**THE INPUT**
Content starts
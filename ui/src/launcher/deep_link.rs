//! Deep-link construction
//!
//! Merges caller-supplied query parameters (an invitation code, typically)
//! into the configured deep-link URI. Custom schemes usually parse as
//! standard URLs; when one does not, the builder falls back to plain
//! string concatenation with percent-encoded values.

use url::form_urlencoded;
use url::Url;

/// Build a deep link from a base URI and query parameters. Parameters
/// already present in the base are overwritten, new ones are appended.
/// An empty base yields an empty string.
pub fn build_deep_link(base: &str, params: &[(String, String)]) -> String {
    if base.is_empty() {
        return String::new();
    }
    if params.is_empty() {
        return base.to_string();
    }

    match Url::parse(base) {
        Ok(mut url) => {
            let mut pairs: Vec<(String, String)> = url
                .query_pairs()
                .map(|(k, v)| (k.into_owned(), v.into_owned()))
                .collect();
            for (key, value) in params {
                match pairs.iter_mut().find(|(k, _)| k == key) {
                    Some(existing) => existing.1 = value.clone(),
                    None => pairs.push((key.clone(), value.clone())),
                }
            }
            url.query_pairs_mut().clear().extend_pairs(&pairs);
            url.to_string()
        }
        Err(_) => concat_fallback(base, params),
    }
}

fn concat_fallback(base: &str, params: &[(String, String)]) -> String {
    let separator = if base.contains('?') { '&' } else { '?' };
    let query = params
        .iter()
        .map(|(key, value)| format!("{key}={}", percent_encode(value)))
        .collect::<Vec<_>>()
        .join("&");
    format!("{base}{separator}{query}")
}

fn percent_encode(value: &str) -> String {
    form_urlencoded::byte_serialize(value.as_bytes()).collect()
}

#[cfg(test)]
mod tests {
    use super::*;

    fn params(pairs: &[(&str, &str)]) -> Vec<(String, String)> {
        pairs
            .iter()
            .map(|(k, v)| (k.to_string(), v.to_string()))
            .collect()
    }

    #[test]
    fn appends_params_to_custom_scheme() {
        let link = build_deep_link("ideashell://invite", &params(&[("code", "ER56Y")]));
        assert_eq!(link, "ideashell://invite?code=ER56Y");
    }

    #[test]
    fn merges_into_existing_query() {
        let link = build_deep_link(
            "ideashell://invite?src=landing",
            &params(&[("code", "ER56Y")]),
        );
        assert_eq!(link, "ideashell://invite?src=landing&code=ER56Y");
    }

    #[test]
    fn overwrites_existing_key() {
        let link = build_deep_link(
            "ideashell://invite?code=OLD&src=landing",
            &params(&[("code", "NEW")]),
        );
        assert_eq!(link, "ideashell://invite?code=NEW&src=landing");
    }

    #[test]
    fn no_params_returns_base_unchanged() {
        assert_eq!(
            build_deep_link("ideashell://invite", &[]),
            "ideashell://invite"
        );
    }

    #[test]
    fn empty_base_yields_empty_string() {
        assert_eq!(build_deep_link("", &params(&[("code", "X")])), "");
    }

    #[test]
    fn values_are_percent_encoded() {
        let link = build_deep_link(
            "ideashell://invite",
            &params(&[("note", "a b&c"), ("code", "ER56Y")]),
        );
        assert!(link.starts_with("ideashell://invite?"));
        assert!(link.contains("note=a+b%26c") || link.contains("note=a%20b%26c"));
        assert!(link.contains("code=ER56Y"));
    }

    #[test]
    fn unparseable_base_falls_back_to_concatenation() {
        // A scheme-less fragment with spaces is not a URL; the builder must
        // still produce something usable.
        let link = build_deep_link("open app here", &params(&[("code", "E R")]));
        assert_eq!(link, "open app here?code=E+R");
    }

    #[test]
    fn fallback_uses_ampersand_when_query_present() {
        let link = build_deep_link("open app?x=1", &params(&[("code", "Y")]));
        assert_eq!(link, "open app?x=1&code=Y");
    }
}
Content ends
Content starts
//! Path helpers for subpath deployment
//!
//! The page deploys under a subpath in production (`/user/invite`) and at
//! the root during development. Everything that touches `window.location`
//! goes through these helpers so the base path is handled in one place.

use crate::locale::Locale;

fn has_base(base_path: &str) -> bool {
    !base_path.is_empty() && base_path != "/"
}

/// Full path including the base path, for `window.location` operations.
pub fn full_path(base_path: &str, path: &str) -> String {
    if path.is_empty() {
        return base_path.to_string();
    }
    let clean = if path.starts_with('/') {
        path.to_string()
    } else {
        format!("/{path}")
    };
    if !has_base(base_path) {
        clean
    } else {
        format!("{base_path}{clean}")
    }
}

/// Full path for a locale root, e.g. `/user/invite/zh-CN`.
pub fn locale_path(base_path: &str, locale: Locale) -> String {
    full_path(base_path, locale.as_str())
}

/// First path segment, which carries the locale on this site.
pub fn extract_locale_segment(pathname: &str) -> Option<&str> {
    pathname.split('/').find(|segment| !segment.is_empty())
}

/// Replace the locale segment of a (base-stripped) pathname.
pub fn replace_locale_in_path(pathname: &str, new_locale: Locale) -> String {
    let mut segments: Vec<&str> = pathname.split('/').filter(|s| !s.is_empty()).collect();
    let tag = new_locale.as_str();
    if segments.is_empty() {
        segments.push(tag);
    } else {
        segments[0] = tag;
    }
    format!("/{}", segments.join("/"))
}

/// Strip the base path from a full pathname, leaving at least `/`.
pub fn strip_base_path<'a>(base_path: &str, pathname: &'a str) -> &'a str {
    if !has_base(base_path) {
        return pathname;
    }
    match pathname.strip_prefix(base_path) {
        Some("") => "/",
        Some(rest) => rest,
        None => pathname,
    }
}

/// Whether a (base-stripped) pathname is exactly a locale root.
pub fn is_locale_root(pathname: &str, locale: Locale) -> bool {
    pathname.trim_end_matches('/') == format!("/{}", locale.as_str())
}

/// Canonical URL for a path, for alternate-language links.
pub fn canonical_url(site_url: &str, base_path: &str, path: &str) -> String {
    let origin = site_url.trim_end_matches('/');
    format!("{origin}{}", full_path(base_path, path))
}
Content ends
Content starts
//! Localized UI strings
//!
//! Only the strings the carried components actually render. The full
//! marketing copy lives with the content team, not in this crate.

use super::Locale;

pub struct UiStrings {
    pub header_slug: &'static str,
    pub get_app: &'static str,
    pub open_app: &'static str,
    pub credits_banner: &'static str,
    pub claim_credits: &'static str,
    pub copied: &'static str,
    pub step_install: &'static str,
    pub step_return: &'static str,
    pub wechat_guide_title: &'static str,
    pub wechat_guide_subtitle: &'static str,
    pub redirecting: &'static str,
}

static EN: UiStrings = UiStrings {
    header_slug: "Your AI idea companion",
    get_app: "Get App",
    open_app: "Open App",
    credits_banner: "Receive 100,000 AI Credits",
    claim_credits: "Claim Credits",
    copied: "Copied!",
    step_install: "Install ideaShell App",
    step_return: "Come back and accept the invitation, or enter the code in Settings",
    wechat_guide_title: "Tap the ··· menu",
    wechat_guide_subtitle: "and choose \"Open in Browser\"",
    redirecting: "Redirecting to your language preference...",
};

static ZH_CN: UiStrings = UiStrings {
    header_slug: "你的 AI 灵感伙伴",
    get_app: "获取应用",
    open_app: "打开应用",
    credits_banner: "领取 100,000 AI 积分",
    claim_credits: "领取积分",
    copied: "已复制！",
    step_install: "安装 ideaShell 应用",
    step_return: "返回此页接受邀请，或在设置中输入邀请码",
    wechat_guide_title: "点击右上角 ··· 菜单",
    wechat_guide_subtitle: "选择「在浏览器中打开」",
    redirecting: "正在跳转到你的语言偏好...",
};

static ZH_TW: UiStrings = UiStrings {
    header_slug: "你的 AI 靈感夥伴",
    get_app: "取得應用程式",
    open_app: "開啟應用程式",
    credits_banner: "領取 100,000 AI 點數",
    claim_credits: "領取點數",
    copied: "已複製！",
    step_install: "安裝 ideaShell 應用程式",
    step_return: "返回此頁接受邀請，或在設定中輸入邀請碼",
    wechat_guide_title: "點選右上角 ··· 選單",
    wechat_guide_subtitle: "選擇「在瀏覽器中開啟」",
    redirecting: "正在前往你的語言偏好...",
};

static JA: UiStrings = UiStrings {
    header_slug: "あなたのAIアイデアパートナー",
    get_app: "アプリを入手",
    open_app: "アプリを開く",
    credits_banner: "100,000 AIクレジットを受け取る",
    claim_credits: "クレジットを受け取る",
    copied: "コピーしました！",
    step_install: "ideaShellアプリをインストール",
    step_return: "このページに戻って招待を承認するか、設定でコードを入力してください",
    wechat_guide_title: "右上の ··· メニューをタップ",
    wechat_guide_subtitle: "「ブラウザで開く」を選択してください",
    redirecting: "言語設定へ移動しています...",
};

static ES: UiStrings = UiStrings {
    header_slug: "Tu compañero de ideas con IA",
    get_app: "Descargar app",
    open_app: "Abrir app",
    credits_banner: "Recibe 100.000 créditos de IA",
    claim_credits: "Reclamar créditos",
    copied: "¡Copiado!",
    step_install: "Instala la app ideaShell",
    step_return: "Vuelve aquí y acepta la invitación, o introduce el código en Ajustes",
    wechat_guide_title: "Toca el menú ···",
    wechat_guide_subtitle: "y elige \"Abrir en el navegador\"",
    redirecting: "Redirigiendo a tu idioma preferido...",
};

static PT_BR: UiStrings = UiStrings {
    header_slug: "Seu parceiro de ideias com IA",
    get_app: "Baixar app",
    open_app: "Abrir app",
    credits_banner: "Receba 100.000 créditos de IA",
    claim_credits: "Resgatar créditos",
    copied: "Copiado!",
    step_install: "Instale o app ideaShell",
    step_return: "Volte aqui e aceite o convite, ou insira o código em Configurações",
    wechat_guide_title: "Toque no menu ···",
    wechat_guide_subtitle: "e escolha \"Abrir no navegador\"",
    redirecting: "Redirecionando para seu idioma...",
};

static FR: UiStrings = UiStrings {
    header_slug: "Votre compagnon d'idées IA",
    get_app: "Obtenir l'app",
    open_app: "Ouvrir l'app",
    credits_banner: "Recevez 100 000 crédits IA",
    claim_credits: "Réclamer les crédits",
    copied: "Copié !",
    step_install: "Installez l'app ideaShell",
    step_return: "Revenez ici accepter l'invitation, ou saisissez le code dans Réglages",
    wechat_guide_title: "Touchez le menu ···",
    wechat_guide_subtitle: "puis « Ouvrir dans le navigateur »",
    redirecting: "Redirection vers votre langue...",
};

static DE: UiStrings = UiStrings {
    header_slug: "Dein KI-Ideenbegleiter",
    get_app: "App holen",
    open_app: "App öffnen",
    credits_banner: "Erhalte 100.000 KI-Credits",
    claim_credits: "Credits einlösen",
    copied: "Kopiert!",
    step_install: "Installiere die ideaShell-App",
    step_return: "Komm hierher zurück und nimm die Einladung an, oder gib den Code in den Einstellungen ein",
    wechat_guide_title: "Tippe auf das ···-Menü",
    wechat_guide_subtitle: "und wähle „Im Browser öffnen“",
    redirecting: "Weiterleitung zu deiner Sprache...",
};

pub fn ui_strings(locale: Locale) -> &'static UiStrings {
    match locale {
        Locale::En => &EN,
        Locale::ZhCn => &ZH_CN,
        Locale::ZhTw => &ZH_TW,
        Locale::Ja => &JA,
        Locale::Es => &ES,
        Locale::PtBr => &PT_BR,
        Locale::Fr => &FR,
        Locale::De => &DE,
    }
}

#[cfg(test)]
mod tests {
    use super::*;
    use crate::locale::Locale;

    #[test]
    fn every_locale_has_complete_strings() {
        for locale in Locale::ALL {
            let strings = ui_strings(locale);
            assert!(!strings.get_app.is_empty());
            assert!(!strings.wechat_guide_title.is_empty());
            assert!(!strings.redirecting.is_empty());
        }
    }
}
Content ends
From the material above, return every line that contains "navegador".

    wechat_guide_subtitle: "y elige \"Abrir en el navegador\"",
    wechat_guide_subtitle: "e escolha \"Abrir no navegador\"",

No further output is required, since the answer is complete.